Background information
- Origin: Raisio, Finland
- Genres: pop music
- Years active: 1978–1987; 1995–2000; 2003–2009;
- Labels: Norsu
- Members: Erkka Makkonen Jouni Salovaara Jukka Merisaari Juha Oksanen
- Past members: Matti Inkinen Timo Kilpinen Moko Karttunen Matti Ranta Rauno Linja-aho Ari Hemmilä Karhu Hiltunen Seppo Wahl Eero Valkonen Jukka Vehkala Teppo Seppänen Ari Hemmilä
- Website: sigpop.net

= SIG (band) =

Finnish band

SIG was a pop band from Raisio, Finland, formed in 1978. The lead singer of the band was Matti Inkinen. The breakthrough song SIG was "Tiina menee naimisiin" (Tiina is getting married).
The most famous songs from SIG are “Vuosisadan rakkaustarina“ (The lovestory of the century) and “Hyvää syntymäpäivää“ (Happy birthday). Original SIG broke down in 1987. The comeback album of SIG was "Suomalainen pop-levy" (A Finnish Pop Album).
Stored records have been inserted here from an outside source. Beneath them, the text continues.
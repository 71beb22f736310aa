//! Field paths such as `pos.x` or `samples[3]`

use crate::error::{ChunkSchemaError, Result};
use crate::schema::FieldKind;

use super::{element_of, FixedLayout};

/// Where a path lands inside a record
#[derive(Debug, Clone, Copy)]
pub struct Located<'a> {
    pub offset: u32,
    pub width: u32,
    pub kind: &'a FieldKind,
    /// Layout of the record at this position, if the kind embeds one
    pub layout: Option<&'a FixedLayout>,
}

fn path_error(path: &str, message: impl Into<String>) -> ChunkSchemaError {
    ChunkSchemaError::invalid_argument("path", format!("{}: {}", path, message.into()))
}

/// Split `name[1][2]` into the name and its indices
fn parse_segment<'p>(path: &str, segment: &'p str) -> Result<(&'p str, Vec<u32>)> {
    let (name, mut rest) = match segment.find('[') {
        Some(pos) => segment.split_at(pos),
        None => (segment, ""),
    };
    if name.is_empty() {
        return Err(path_error(path, "empty field name"));
    }

    let mut indices = Vec::new();
    while !rest.is_empty() {
        let close = rest
            .find(']')
            .filter(|_| rest.starts_with('['))
            .ok_or_else(|| path_error(path, format!("malformed index in {}", segment)))?;
        let index = rest[1..close]
            .parse::<u32>()
            .map_err(|_| path_error(path, format!("bad index {}", &rest[1..close])))?;
        indices.push(index);
        rest = &rest[close + 1..];
    }
    Ok((name, indices))
}

impl FixedLayout {
    /// Resolve a dotted, optionally indexed path to its offset and kind
    pub fn locate<'a>(&'a self, path: &str) -> Result<Located<'a>> {
        let mut layout = self;
        let mut here: Option<Located<'a>> = None;

        for segment in path.split('.') {
            if let Some(previous) = here {
                layout = match (previous.kind, previous.layout) {
                    (FieldKind::Object(_), Some(nested)) => nested,
                    _ => {
                        return Err(path_error(
                            path,
                            format!("{} is not a record", previous.kind),
                        ))
                    }
                };
            }

            let (name, indices) = parse_segment(path, segment)?;
            let slot = layout
                .field(name)
                .ok_or_else(|| path_error(path, format!("{} has no field {}", layout.name(), name)))?;

            let base = here.map_or(0, |h| h.offset);
            let mut offset = base + slot.offset;
            let mut width = slot.width;
            let mut kind = &slot.kind;
            for index in indices {
                let (element, count) = element_of(kind)
                    .ok_or_else(|| path_error(path, format!("{} is not an array", name)))?;
                if index >= count {
                    return Err(path_error(
                        path,
                        format!("index {} out of range for {} elements", index, count),
                    ));
                }
                width /= count;
                offset += width * index;
                kind = element;
            }

            here = Some(Located {
                offset,
                width,
                kind,
                layout: slot.layout.as_deref(),
            });
        }

        here.ok_or_else(|| path_error(path, "empty path"))
    }
}

#[cfg(test)]
mod tests {
    use super::*;
    use crate::schema::{SchemaBuilder, SchemaCatalog};

    fn sensor_layout() -> std::sync::Arc<FixedLayout> {
        let mut catalog = SchemaCatalog::new();
        let point = catalog
            .register("Point", SchemaBuilder::new().int32("x").int32("y"))
            .unwrap();
        let sensor = catalog
            .register(
                "Sensor",
                SchemaBuilder::new()
                    .bool("active")
                    .object("pos", point)
                    .fixed_array("samples", FieldKind::Float32, 4)
                    .fixed_array("track", FieldKind::Object(point), 2)
                    .fixed_array("grid", FieldKind::fixed_array(FieldKind::Int8, 3), 2),
            )
            .unwrap();
        FixedLayout::compute(&catalog, sensor).unwrap()
    }

    #[test]
    fn test_locate_nested_and_indexed() {
        let layout = sensor_layout();

        let x = layout.locate("pos.y").unwrap();
        assert_eq!((x.offset, x.width), (5, 4));
        assert_eq!(x.kind, &FieldKind::Int32);

        let sample = layout.locate("samples[3]").unwrap();
        assert_eq!((sample.offset, sample.width), (9 + 12, 4));

        let track = layout.locate("track[1].x").unwrap();
        assert_eq!(track.offset, 25 + 8);

        let cell = layout.locate("grid[1][2]").unwrap();
        assert_eq!((cell.offset, cell.width), (41 + 3 + 2, 1));
        assert_eq!(layout.total_size(), 47);
    }

    #[test]
    fn test_locate_errors() {
        let layout = sensor_layout();
        for bad in ["", "nope", "samples[4]", "active.x", "pos[0]", "samples[", "samples[x]"] {
            assert!(
                matches!(layout.locate(bad), Err(ChunkSchemaError::InvalidArgument { .. })),
                "{} should fail",
                bad
            );
        }
    }
}
//! Memory-mapped arena backing the local chunk service

pub mod arena;
pub mod config;

pub use arena::BackingArena;
pub use config::{BackingType, StoreConfig};
//! Schema type model
//!
//! Static description of record types: ordered fields with kinds. Types
//! live in a [`SchemaCatalog`] arena and refer to each other by
//! [`SchemaId`], which is how self-referential and mutually recursive
//! types are expressed.

pub mod builder;
pub mod catalog;
pub mod types;

pub use builder::SchemaBuilder;
pub use catalog::SchemaCatalog;
pub use types::{FieldDescriptor, FieldKind, SchemaId, SchemaType};
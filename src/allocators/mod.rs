//! Offset allocators carving chunk storage out of an arena

pub mod free_list;
pub mod traits;

pub use free_list::FreeListAllocator;
pub use traits::{Extent, ExtentAllocator, ExtentAllocatorExt};
use criterion::{black_box, criterion_group, criterion_main, Criterion};
use chunkschema::{
    Bootstrap, FieldKind, InitGate, LocalChunkService, RawAccessExt, SchemaBuilder, SchemaCatalog,
    TypeRegistry,
};
use std::sync::Arc;

fn benchmark_record_access(c: &mut Criterion) {
    let mut catalog = SchemaCatalog::new();
    let pose = catalog
        .register(
            "Pose",
            SchemaBuilder::new()
                .int64("stamp")
                .fixed_array("position", FieldKind::Float64, 3)
                .fixed_array("orientation", FieldKind::Float64, 4),
        )
        .unwrap();
    let catalog = Arc::new(catalog);

    let mut registry = TypeRegistry::new(Arc::clone(&catalog));
    let pose_type = registry.register_fixed_type(pose).unwrap();
    let service = LocalChunkService::with_capacity(1024 * 1024).unwrap();
    let gate = InitGate::new();
    let runtime = registry
        .init_with_gate(&gate, Bootstrap::new(0, Arc::new(service)))
        .unwrap();

    let chunk = runtime.create_record(pose_type).unwrap();
    let mut graph = runtime.new_graph();
    let node = graph.instantiate(pose).unwrap();

    let mut group = c.benchmark_group("PoseRecord");

    group.bench_function("handle_field_write", |b| {
        let record = runtime.record(chunk).unwrap();
        b.iter(|| record.write("position[1]", black_box(2.0f64)).unwrap())
    });

    group.bench_function("handle_field_read", |b| {
        let record = runtime.record(chunk).unwrap();
        b.iter(|| record.read(black_box("orientation[3]")).unwrap())
    });

    group.bench_function("pinned_field_read", |b| {
        let pinned = runtime.pin_record(chunk).unwrap();
        let offset = pinned.fields().offset("orientation[3]").unwrap();
        let guard = pinned.fields();
        b.iter(|| guard.access().read_f64(black_box(offset)).unwrap())
    });

    group.bench_function("store_whole_record", |b| {
        b.iter(|| runtime.store_record(chunk, black_box(&graph), node).unwrap())
    });

    group.bench_function("load_whole_record", |b| {
        b.iter(|| runtime.load_record(chunk, &mut graph, node).unwrap())
    });

    group.finish();
}

criterion_group!(benches, benchmark_record_access);
criterion_main!(benches);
The lead singer of SIG Matti Inkinen died in 2009.

==Discography==

- Matkalla maineeseen (1980) (In a Way to Fame)
- Sudet (1981) (Wolves)
- Vuosisadan rakkaustarina (1982) (The Lovestory of the Century)
- Syke (1984) (Beat)
- Unelmia (1985) (Dreams)
- Purppura (1986) (Purple)
- Rakkauden sävel (1995) (Melody of Love)
- Kansanlauluja kaupungeista (1998) (Folk Songs from Cities)
- Suomalainen pop-levy (2003) (Finnish pop Album)

== Members==
===1978–1979===

- Matti Inkinen (vocals)
- Timo Kilpinen (guitar)
- Moko Karttunen (bass)
- Matti Ranta (drums)
- Juha Oksanen (keyboard)

===1979–1981===

- Matti Inkinen (vocals)
- Timo Kilpinen (guitar, bass)
- Rauno Linja-aho (guitar)
- Ari Hemmilä (bass)
- Matti Ranta (drums)
- Juha Oksanen (keyboard)

===1981–1987===

- Matti Inkinen (vocals)
- Rauno Linja-aho (guitar)
- Ari Hemmilä (bass)
- Jukka Merisaari (drums)
- Juha Oksanen (keyboard)

===1995–1996===

- Matti Inkinen (vocals)
- Erkka Makkonen (guitar)
- Karhu Hiltunen (bass)
- Eero Valkonen (drums)
- Seppo Wahl (keyboard)

===1997–1999===
- Matti Inkinen (vocals)
- Jukka Vehkala (guitar)
- Karhu Hiltunen (bass)
- Teppo Seppänen (guitar, drums)

===2000===

- Matti Inkinen (vocals)
- Erkka Makkonen (guitar)
- Ari Hemmilä (bass)
- Jukka Merisaari (drums)
- Juha Oksanen (keyboard)

===2003–2009===
- Matti Inkinen (vocals)
- Erkka Makkonen (guitar)
- Jouni Salovaara (bass)
- Jukka Merisaari (drums)
- Juha Oksanen (keyboard)

===2009–===
- Erkka Makkonen (guitar)
- Jouni Salovaara (bass)
- Jukka Merisaari (drums)
- Juha Oksanen (keyboard)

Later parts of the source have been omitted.